The Albanese government said it would be implemented from 1 July 2026, giving employers, payroll providers, super funds, and other stakeholders sufficient time to prepare. 

“This simple change will strengthen Australia’s superannuation system and help deliver a more dignified retirement to more Australian workers,” said Treasurer Jim Chalmers in a joint statement with Minister for Financial Services Stephen Jones. 

“By switching to payday super, a 25-year-old median income earner currently receiving their super quarterly and wages fortnightly could be around $6,000 or 1.5 per cent better off at retirement.

“More frequent super payments will make employers’ payroll management smoother with fewer liabilities building up on their books.”

In 2019-2020, the Australian Taxation Office (ATO) estimated $3.4 billion worth of super, or almost 5 per cent of the total expected SG contributions for the year, went unpaid.

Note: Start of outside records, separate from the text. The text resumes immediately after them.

#[cfg(test)]
mod tests {
    use super::*;
    use crate::config::{group_type, GroupConfig, HomeostasisParams, IzhParams, NetworkConfig, StdpParams, StdpSideParams, StdpType, StpParams};
    use crate::network::{GroupBuilder, NetworkBuilder, SynapseSpec};
    use crate::{ConnectionId, GroupId};

    fn single_neuron_network(ext_current: f32) -> Network {
        let cfg = NetworkConfig::default();
        let (builder, _) = NetworkBuilder::new(cfg).add_group(GroupBuilder::regular(1));
        let mut net = builder.build().unwrap();
        net.neurons.ext_current[0] = ext_current;
        net
    }

    #[test]
    fn test_scenario_1_single_neuron_spikes_and_resets() {
        // Scenario 1: extCurrent=10, RS params, v0=-70, u0=-14.
        let net = single_neuron_network(10.0);
        let mut sim = Simulation::new(net, Some(1)).unwrap();

        let mut spikes = 0;
        for _ in 0..500 {
            let report = sim.tick().unwrap();
            spikes += report.d1_fired.len() + report.d2_fired.len();
            assert!(sim.neurons().voltage[0] >= -90.0 && sim.neurons().voltage[0] <= 30.0);
        }
        assert!(spikes >= 1);
        assert_eq!(sim.neurons().n_spike_cnt[0] as usize, spikes);
        assert!(sim.neurons().recovery[0].is_finite());
    }

    #[test]
    fn test_scenario_2_delay_chain_cuba() {
        // Scenario 2: A->B, delay=3ms, wt=10, excitatory, CUBA, no STDP.
        // Spiking A at tick 100 raises B's current at tick 103 by 10 and
        // not at 101/102/104. We force A to fire by driving it as a
        // bit-vector Poisson source.
        // CUBA zeroes `current` at the end of every tick (NEURON_STATE_UPDATE),
        // so the delivered current must be read back between
        // CONDUCTANCE_UPDATE and NEURON_STATE_UPDATE, not after `tick()`
        // returns — `tick_observing_current` does exactly that.
        // The network builder always assigns regular neurons ids [0, numNReg)
        // and Poisson neurons [numNReg, numNReg+numNPois), independent of
        // `add_group` order: with one of each, B (regular) is neuron/group 0
        // and A (Poisson) is neuron/group 1.
        let mut cfg = NetworkConfig::default();
        cfg.max_delay = 3;
        let (builder, _) = NetworkBuilder::new(cfg).add_group(
            GroupBuilder::poisson(1)
                .with_kind(group_type::POISSON | group_type::TARGET_AMPA)
                .with_delay(3),
        );
        let (builder, _) = builder.add_group(GroupBuilder::regular(1));
        let net = builder
            .connect(SynapseSpec {
                pre: 1,
                post: 0,
                weight: 10.0,
                max_syn_wt: 20.0,
                delay: 3,
                conn_id: ConnectionId::new(0),
            })
            .build()
            .unwrap();

        let mut sim = Simulation::new(net, Some(2)).unwrap();
        for t in 1..=104u32 {
            if t == 100 {
                sim.set_poisson_drive(GroupId::new(1), PoissonDrive::Bits(vec![true]));
            } else if t == 101 {
                sim.set_poisson_drive(GroupId::new(1), PoissonDrive::Bits(vec![false]));
            }
            let (_, delivered) = sim.tick_observing_current(0).unwrap();
            match t {
                103 => assert_eq!(delivered, 10.0),
                101 | 102 | 104 => assert_eq!(delivered, 0.0),
                _ => {}
            }
        }
    }

    #[test]
    fn test_scenario_4_d1_overflow_reported() {
        let mut cfg = NetworkConfig::default();
        cfg.max_spikes_d1 = 4;
        let (builder, _) = NetworkBuilder::new(cfg).add_group(GroupBuilder::regular(5));
        let mut net = builder.build().unwrap();
        for n in 0..5 {
            net.neurons.voltage[n] = 35.0;
        }
        let mut sim = Simulation::new(net, None).unwrap();
        let err = sim.tick().unwrap_err();
        assert!(matches!(err, RuntimeError::FireUpdateOverflowD1 { .. }));
    }

    #[test]
    fn test_round_trip_testing_mode_freezes_weights() {
        let mut cfg = NetworkConfig::default();
        cfg.with_stdp = true;
        cfg.in_testing = true;
        let mut stdp = StdpParams::disabled();
        stdp.with_e_stdp = true;
        stdp.e_side = StdpSideParams::exponential(0.01, 0.05);
        let (builder, _) = NetworkBuilder::new(cfg).add_group(GroupBuilder::regular(2).with_stdp(stdp));
        let net = builder
            .connect(SynapseSpec {
                pre: 0,
                post: 1,
                weight: 1.0,
                max_syn_wt: 10.0,
                delay: 1,
                conn_id: ConnectionId::new(0),
            })
            .build()
            .unwrap();
        let mut sim = Simulation::new(net, Some(3)).unwrap();
        sim.neurons.voltage[0] = 35.0;

        let wt_before = sim.matrix.wt[0];
        let wt_change_before = sim.matrix.wt_change[0];
        for _ in 0..5 {
            sim.tick().unwrap();
        }
        assert_eq!(sim.matrix.wt[0], wt_before);
        assert_eq!(sim.matrix.wt_change[0], wt_change_before);
    }

    #[test]
    fn test_stdp_ltp_literal_scenario() {
        // Scenario 3: pre fires at t=99, delay=1 so the synapse's
        // `synSpikeTime` (arrival) lands on t=100; post fires at t=110,
        // giving dt=10. E-STDP exponential ALPHA=0.01 TAU_INV=0.05
        // => ltp ~= 0.00607 when post fires.
        let mut cfg = NetworkConfig::default();
        cfg.with_stdp = true;
        let mut stdp = StdpParams::disabled();
        stdp.with_e_stdp = true;
        stdp.e_side = StdpSideParams::exponential(0.01, 0.05);
        let (builder, _) = NetworkBuilder::new(cfg).add_group(GroupBuilder::regular(2).with_stdp(stdp));
        let net = builder
            .connect(SynapseSpec {
                pre: 0,
                post: 1,
                weight: 1.0,
                max_syn_wt: 10.0,
                delay: 1,
                conn_id: ConnectionId::new(0),
            })
            .build()
            .unwrap();
        let mut sim = Simulation::new(net, Some(4)).unwrap();

        for t in 1..=110u32 {
            if t == 99 {
                sim.neurons.voltage[0] = 35.0;
            }
            if t == 110 {
                sim.neurons.voltage[1] = 35.0;
            }
            sim.tick().unwrap();
        }
        assert!((sim.matrix.wt_change[0] - 0.01 * (-0.5f32).exp()).abs() < 1e-3);
    }

    #[test]
    fn test_homeostasis_and_dopamine_weight_update_runs() {
        let mut cfg = NetworkConfig::default();
        cfg.with_stdp = true;
        cfg.with_homeostasis = true;
        cfg.stdp_scale_factor = 10;
        let mut stdp = StdpParams::disabled();
        stdp.with_e_stdp = true;
        stdp.e_type = StdpType::DopamineModulated;
        stdp.e_side = StdpSideParams::exponential(0.01, 0.05);
        let homeostasis = HomeostasisParams::new(5.0, 1000.0, 1.0).unwrap();
        let (builder, _) = NetworkBuilder::new(cfg).add_group(
            GroupBuilder::regular(2)
                .with_stdp(stdp)
                .with_homeostasis(homeostasis)
                .with_dopamine(0.0, 0.99),
        );
        let net = builder
            .connect(SynapseSpec {
                pre: 0,
                post: 1,
                weight: 1.0,
                max_syn_wt: 10.0,
                delay: 1,
                conn_id: ConnectionId::new(0),
            })
            .build()
            .unwrap();
        let mut sim = Simulation::new(net, Some(5)).unwrap();
        for _ in 0..20 {
            sim.tick().unwrap();
        }
        assert!(sim.matrix.wt[0].is_finite());
        assert!(sim.matrix.wt[0] >= 0.0 && sim.matrix.wt[0] <= 10.0);
    }

    #[test]
    fn test_i_set_cleared_after_every_tick() {
        let net = single_neuron_network(10.0);
        let mut sim = Simulation::new(net, Some(6)).unwrap();
        for _ in 0..50 {
            sim.tick().unwrap();
            assert!(sim.i_set.is_all_clear());
        }
    }

    #[test]
    fn test_determinism_same_seed_same_spikes() {
        let net1 = single_neuron_network(10.0);
        let net2 = single_neuron_network(10.0);
        let mut sim1 = Simulation::new(net1, Some(7)).unwrap();
        let mut sim2 = Simulation::new(net2, Some(7)).unwrap();
        let r1 = sim1.run_ticks(200).unwrap();
        let r2 = sim2.run_ticks(200).unwrap();
        assert_eq!(r1.spikes, r2.spikes);
    }
}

Such reform would make it harder for employers to exploit workers, the government said, by making it easier for employees to keep track of their super payments. 

It would also allow the ATO to use real-time monitoring to act quickly when a complaint was lodged, no longer having to wait until the end of the quarter to launch an investigation.

The Association of Superannuation Funds of Australia (ASFA) said the announcement of additional resources in next week’s Federal Budget for the ATO towards these reforms was “a necessary step in combatting the scourge of unpaid super”.

"Given the significance of the problem, a multi-faceted approach is needed. A sharper focus on recovery of unpaid SG by the ATO is one of the most effective means of driving down the SG gap for the benefit of employees,” said ASFA deputy CEO Glen McCrea.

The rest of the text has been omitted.